I am so happy to be able to share with you all that God is doing in this ministry and in life. What an awesome God we serve! I will do my best to share with you weekly what is happening at each class and event God allows me to speak/sing at. Check back often! God has been very busy! For the Jail/Prison journals, go to www.setthemfreeministry.com
Before I explain what is going on with the book, I want to tell you about the ministry. I got together today wth Jan, Shirley and Anne and we prayed over some decisions that need to be made. So much has happened so fast, we are trying to discern what to say yes to and what to say no to. This is going to be awesome and difficult at the same time. I truly believe the last year was a test to prepare me for what is happening. I think it is time to let a few people take over in some areas so that I can explore what God is doing in other areas. It's all so exciting but a little scary. I have been doing some of these things for so many years it's hard to let go. Still, I have learned that letting go voluntarily is better than God having to strip it away! Please be in prayer for all of us as we sort out who is called to do what. For the first time, I actually have enough people to have that luxury!
This Sunday, I am so blessed to do 4 services in Gatesville! Linda even asked if I could go back to death row but I cant do it wih the schedule the way it is already. Still, I believe that was God's way of letting me know I would see those girls again! Yeah! Janice will be going with me. She is the lady that works for Bill Glass so I am really excited about that too. I get to get a badge for the Murray unit this time - that means I can visit the girls anytime I am in the area! YEAH GOD!!! What an honor!
Now, to the writing project. I started writing yesterday. Once I started writing I realized this really is a whole other book! I am blown away by all God has taught me over the past year. I finally broke out my journals so I could look at it one step at a time and one day at a time. Rather than try to articulate a years worth of life lessons all at once, I see I need to really take my time and go through this slowly. The lessons learned are ones I can't afford to forget. I wrote the first entry yesterday and I am really excited. I am once again in awe of how God takes horrible circumstances and uses it so perfectly for His glory.

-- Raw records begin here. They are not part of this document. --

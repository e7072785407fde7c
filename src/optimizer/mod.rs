//! Batch decision engine
//!
//! `optimize` analyzes a task and its input, then recommends how to run it
//! on a process pool: worker count, chunk size, and the speedup to expect.
//! The guiding failure mode is negative scaling, where spawn, IPC, and
//! dispatch overheads exceed the compute saved; a chain of rejection gates
//! maps every such workload to serial execution with a captured reason.
//!
//! Fail-safe protocol: once options validate, this function is total.
//! Sampling failures, unserializable values, cache corruption, and platform
//! probe failures all degrade into a serial recommendation; the only `Err`
//! is caller misuse.
//!
//! When the input is a single-shot iterator, the elements consumed by the
//! dry run are chained back in front of the tail. Always consume
//! `result.data` instead of the original input.

pub mod batching;
pub mod streaming;

use crate::cache::{self, CacheEntry, DispatcherKind};
use crate::error::{AmorsizeError, Result};
use crate::fingerprint;
use crate::model::{cost_breakdown, estimate_speedup, CostInputs};
use crate::platform;
use crate::profile::{format_bytes, format_time, DiagnosticProfile};
use crate::sampling::{
    self, nested, Reconstructed, SampleOptions, SamplingResult, DEFAULT_SAMPLE_SIZE,
};
use crate::task::Task;
use std::fmt;
use std::panic::{catch_unwind, AssertUnwindSafe};
use std::time::{Duration, Instant};

/// Functions averaging under this are rejected outright (seconds)
pub const MIN_EXEC_TIME: f64 = 0.001;

/// Predicted speedups under this are not worth the complexity
pub const MIN_SPEEDUP: f64 = 1.2;

/// Default chunk duration target (seconds)
pub const DEFAULT_TARGET_CHUNK_DURATION: f64 = 0.2;

/// CV above which a workload counts as heterogeneous for chunk scaling
pub const HETEROGENEITY_CV_THRESHOLD: f64 = 0.5;

/// Conservative efficiency factor when the input length is unknown
const UNKNOWN_SIZE_EFFICIENCY: f64 = 0.7;

/// Options accepted by [`optimize`]
#[derive(Debug, Clone)]
pub struct OptimizeOptions {
    /// Elements consumed by the dry run (1..=10000)
    pub sample_size: usize,
    /// Target duration of one chunk before heterogeneity scaling (seconds)
    pub target_chunk_duration_s: f64,
    /// Measure real spawn cost instead of the OS default
    pub use_spawn_benchmark: bool,
    /// Measure real dispatch cost instead of the default
    pub use_chunking_benchmark: bool,
    /// Track RSS growth during the dry run; disabling skips the
    /// memory-based worker clamp
    pub enable_memory_tracking: bool,
    /// Collect per-call timing detail in the sampling result
    pub enable_function_profiling: bool,
    /// Populate a [`DiagnosticProfile`] on the result
    pub profile: bool,
    /// Consult and populate the decision cache
    pub use_cache: bool,
    /// TTL applied to cache lookups
    pub cache_ttl: Duration,
    /// Lower the worker count when the task itself is internally threaded
    pub auto_adjust_for_nested_parallelism: bool,
    /// Print analysis progress to stdout
    pub verbose: bool,
}

impl Default for OptimizeOptions {
    fn default() -> Self {
        Self {
            sample_size: DEFAULT_SAMPLE_SIZE,
            target_chunk_duration_s: DEFAULT_TARGET_CHUNK_DURATION,
            use_spawn_benchmark: true,
            use_chunking_benchmark: true,
            enable_memory_tracking: true,
            enable_function_profiling: false,
            profile: false,
            use_cache: true,
            cache_ttl: cache::DEFAULT_TTL,
            auto_adjust_for_nested_parallelism: true,
            verbose: false,
        }
    }
}

impl OptimizeOptions {
    /// Reject caller errors before any work happens
    pub fn validate(&self) -> Result<()> {
        if self.sample_size == 0 {
            return Err(AmorsizeError::validation("sample_size must be positive"));
        }
        if self.sample_size > 10_000 {
            return Err(AmorsizeError::validation(format!(
                "sample_size is unreasonably large ({}), maximum is 10000",
                self.sample_size
            )));
        }
        if !self.target_chunk_duration_s.is_finite() || self.target_chunk_duration_s <= 0.0 {
            return Err(AmorsizeError::validation(format!(
                "target_chunk_duration_s must be positive, got {}",
                self.target_chunk_duration_s
            )));
        }
        if self.target_chunk_duration_s > 3600.0 {
            return Err(AmorsizeError::validation(format!(
                "target_chunk_duration_s is unreasonably large ({}s), maximum is 3600s",
                self.target_chunk_duration_s
            )));
        }
        Ok(())
    }
}

/// Recommendation produced by [`optimize`]
///
/// The invariant `n_jobs == 1 ⇒ estimated_speedup == 1.0` holds on every
/// path. `data` replays the full input sequence; consume it instead of the
/// original input, which the dry run partially drained.
pub struct OptimizationResult<T, R> {
    pub n_jobs: usize,
    pub chunksize: usize,
    pub reason: String,
    pub estimated_speedup: f64,
    pub warnings: Vec<String>,
    pub data: Reconstructed<T, R>,
    pub profile: Option<DiagnosticProfile>,
    pub cache_hit: bool,
}

impl<T, R> OptimizationResult<T, R> {
    /// Detailed diagnostic report, or a pointer at the profile option
    pub fn explain(&self) -> String {
        match &self.profile {
            Some(profile) => profile.explain(),
            None => "diagnostic profiling not enabled; set OptimizeOptions::profile for a detailed report"
                .to_string(),
        }
    }
}

impl<T, R> fmt::Debug for OptimizationResult<T, R> {
    fn fmt(&self, f: &mut fmt::Formatter<'_>) -> fmt::Result {
        f.debug_struct("OptimizationResult")
            .field("n_jobs", &self.n_jobs)
            .field("chunksize", &self.chunksize)
            .field("estimated_speedup", &self.estimated_speedup)
            .field("cache_hit", &self.cache_hit)
            .field("reason", &self.reason)
            .finish_non_exhaustive()
    }
}

impl<T, R> fmt::Display for OptimizationResult<T, R> {
    fn fmt(&self, f: &mut fmt::Formatter<'_>) -> fmt::Result {
        write!(
            f,
            "Recommended: n_jobs={}, chunksize={}\nReason: {}\nEstimated speedup: {:.2}x",
            self.n_jobs, self.chunksize, self.reason, self.estimated_speedup
        )?;
        if !self.warnings.is_empty() {
            write!(f, "\nWarnings:")?;
            for warning in &self.warnings {
                write!(f, "\n  - {warning}")?;
            }
        }
        Ok(())
    }
}
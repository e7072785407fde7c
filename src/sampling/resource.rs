//! Process resource snapshots
//!
//! Reads CPU time, resident set size, and thread count for the current
//! process from /proc on Linux. The sampler uses these to classify
//! workloads (CPU vs. wall time), to track memory growth during dry runs,
//! and to spot threads created by the task under test.
//!
//! On platforms without /proc all readers return None and the callers
//! degrade: workload kind defaults to cpu-bound, memory tracking reports 0.

use std::fs;
use std::time::Instant;

/// Snapshot of the current process's resource usage
#[derive(Debug, Clone, Copy)]
pub struct ResourceSnapshot {
    /// CPU time in user mode (microseconds)
    pub cpu_user_us: u64,
    /// CPU time in kernel mode (microseconds)
    pub cpu_system_us: u64,
    /// Wall-clock time when the snapshot was taken
    pub timestamp: Instant,
    /// Resident Set Size in bytes
    pub memory_rss_bytes: u64,
}

impl ResourceSnapshot {
    /// Take a snapshot of current resource usage
    ///
    /// Returns None if proc files cannot be read (non-Linux systems).
    pub fn take() -> Option<Self> {
        let (user, system) = read_cpu_time()?;
        let rss = read_rss_bytes()?;
        Some(Self {
            cpu_user_us: user,
            cpu_system_us: system,
            timestamp: Instant::now(),
            memory_rss_bytes: rss,
        })
    }

    /// Total CPU time (user + system) in seconds
    pub fn cpu_time_s(&self) -> f64 {
        (self.cpu_user_us + self.cpu_system_us) as f64 / 1_000_000.0
    }

    /// CPU seconds consumed since an earlier snapshot
    pub fn cpu_seconds_since(&self, earlier: &ResourceSnapshot) -> f64 {
        let delta_us = (self.cpu_user_us + self.cpu_system_us)
            .saturating_sub(earlier.cpu_user_us + earlier.cpu_system_us);
        delta_us as f64 / 1_000_000.0
    }
}

/// Read CPU time from /proc/self/stat
///
/// Fields 14 (utime) and 15 (stime) are in clock ticks; `sysconf` gives
/// the tick rate. Returns (user_us, system_us) or None on error.
fn read_cpu_time() -> Option<(u64, u64)> {
    let stat = fs::read_to_string("/proc/self/stat").ok()?;

    // The comm field (2) may contain spaces; everything after the closing
    // paren is whitespace-separated, with utime/stime at offsets 11 and 12.
    let after_comm = stat.rsplit(')').next()?;
    let fields: Vec<&str> = after_comm.split_whitespace().collect();
    if fields.len() < 13 {
        return None;
    }

    let utime_ticks: u64 = fields[11].parse().ok()?;
    let stime_ticks: u64 = fields[12].parse().ok()?;

    let ticks_per_sec = ticks_per_second();
    let utime_us = utime_ticks.saturating_mul(1_000_000) / ticks_per_sec;
    let stime_us = stime_ticks.saturating_mul(1_000_000) / ticks_per_sec;
    Some((utime_us, stime_us))
}

#[cfg(unix)]
fn ticks_per_second() -> u64 {
    // SAFETY: sysconf with a valid name has no preconditions.
    let ticks = unsafe { libc::sysconf(libc::_SC_CLK_TCK) };
    if ticks > 0 {
        ticks as u64
    } else {
        100
    }
}

#[cfg(not(unix))]
fn ticks_per_second() -> u64 {
    100
}

/// Total process CPU time (user + system) in seconds
///
/// Cheaper than a full snapshot; reads only /proc/self/stat.
pub fn process_cpu_time_s() -> Option<f64> {
    let (user, system) = read_cpu_time()?;
    Some((user + system) as f64 / 1_000_000.0)
}

/// Read resident set size from /proc/self/status
pub fn read_rss_bytes() -> Option<u64> {
    let status = fs::read_to_string("/proc/self/status").ok()?;
    for line in status.lines() {
        if let Some(rest) = line.strip_prefix("VmRSS:") {
            // VmRSS:     12345 kB
            let kb: u64 = rest.split_whitespace().next()?.parse().ok()?;
            return Some(kb * 1024);
        }
    }
    None
}

/// Read the current thread count from /proc/self/status
pub fn read_thread_count() -> Option<u64> {
    let status = fs::read_to_string("/proc/self/status").ok()?;
    for line in status.lines() {
        if let Some(rest) = line.strip_prefix("Threads:") {
            return rest.split_whitespace().next()?.parse().ok();
        }
    }
    None
}

/// RSS growth tracker for dry runs
///
/// Records the starting RSS and reports the peak growth observed across
/// sampled calls. An RSS delta is a coarser signal than an allocator hook,
/// but it needs no instrumentation of the task under test.
#[derive(Debug)]
pub struct MemoryTracker {
    start_rss: Option<u64>,
    peak_growth: u64,
}

impl MemoryTracker {
    /// Start tracking from the current RSS
    pub fn start() -> Self {
        Self {
            start_rss: read_rss_bytes(),
            peak_growth: 0,
        }
    }

    /// Sample current RSS and fold it into the peak
    pub fn sample(&mut self) {
        if let (Some(start), Some(now)) = (self.start_rss, read_rss_bytes()) {
            self.peak_growth = self.peak_growth.max(now.saturating_sub(start));
        }
    }

    /// Peak RSS growth observed since `start`, in bytes
    pub fn peak_growth_bytes(&self) -> u64 {
        self.peak_growth
    }
}

#[cfg(test)]
mod tests {
    use super::*;

    #[test]
    fn test_snapshot_on_linux() {
        // Only asserts when /proc is present.
        if let Some(snapshot) = ResourceSnapshot::take() {
            assert!(snapshot.memory_rss_bytes > 0);
            assert!(snapshot.cpu_time_s() >= 0.0);
        }
    }

    #[test]
    fn test_cpu_seconds_monotonic() {
        if let Some(start) = ResourceSnapshot::take() {
            // Burn a little CPU so the counters move.
            let mut acc = 0u64;
            for i in 0..2_000_000u64 {
                acc = acc.wrapping_add(i * i);
            }
            assert!(acc > 0);
            if let Some(end) = ResourceSnapshot::take() {
                assert!(end.cpu_seconds_since(&start) >= 0.0);
            }
        }
    }

    #[test]
    fn test_thread_count_at_least_one() {
        if let Some(count) = read_thread_count() {
            assert!(count >= 1);
        }
    }

    #[test]
    fn test_memory_tracker_growth() {
        let mut tracker = MemoryTracker::start();
        let buffer = vec![42u8; 8 * 1024 * 1024];
        tracker.sample();
        assert!(buffer[1_000_000] == 42);
        // Growth is non-negative by construction; the exact value depends
        // on allocator behavior.
        let _ = tracker.peak_growth_bytes();
    }
}
//! JSON output

use super::DecisionReport;

/// Render a decision as pretty-printed JSON
pub fn render(report: &DecisionReport) -> String {
    serde_json::to_string_pretty(report)
        .unwrap_or_else(|e| format!("{{\"error\": \"serialization failed: {e}\"}}"))
}

#[cfg(test)]
mod tests {
    use super::super::tests::sample_report;
    use super::*;

    #[test]
    fn test_render_is_valid_json() {
        let rendered = render(&sample_report());
        let value: serde_json::Value = serde_json::from_str(&rendered).unwrap();
        assert_eq!(value["n_jobs"], 4);
        assert_eq!(value["chunksize"], 50);
        assert_eq!(value["dispatcher"], "map");
        assert_eq!(value["cache_hit"], false);
    }

    #[test]
    fn test_optional_fields_omitted() {
        let rendered = render(&sample_report());
        let value: serde_json::Value = serde_json::from_str(&rendered).unwrap();
        assert!(value.get("buffer_size").is_none());
        assert!(value.get("profile").is_none());
    }
}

Since there is so much there, I have decided to send the pages to people as they request rather than post every word here. I have to say it was difficult revisiting such a rough time. Reading those words of desperation and confusion were sad. At the same time, I so rejoice at where He has brought me. I would not be who I am today if I had not been through that. God you are so good, Oh how we love you!
Sunday night, we went to the little hospitality house in Gatesville before going to the prison. There is a precious woman that volunteers her time there and she has prayed with me and Ms Finney before. Anyway, when she saw me, she said the most awesome thing that really struck me. She was commenting on how pretty my eyes are and then she looked at me and said "there is something very deep there" I knew what she was saying because God has been showing me that I am stronger now after this past year. My faith is deeper and my relationship with God is much deeper! I praise God it shows in my eyes! It makes the pain so worth it.
So, as I continue pouring over hundreds of scriptures and many painful journal entries, I know these things: His grace was sufficient for me in my worst hours and always will be. He will always rescue me, Nothing can seperate me from His love. He is the healer of broken hearts, He is trustworthy and He is the only one one who can set us free. Then there is my favorite and most recent lesson, I can turn the ashes and pain of my life into beauty - that is another one of His specialties!!!
I wish I had weeks to sit and just write it all out - OH! God just remeinded me of the surgery and how I did have weeks to write and I didnt!!!! OUCH!
That was a good one God! Still, I am excited and can't wait to get back to that peaceful place with Him where he speaks so clearly and so beautifully!
I encourage you to make the time to do the same - He is so worth clearing your schedule for!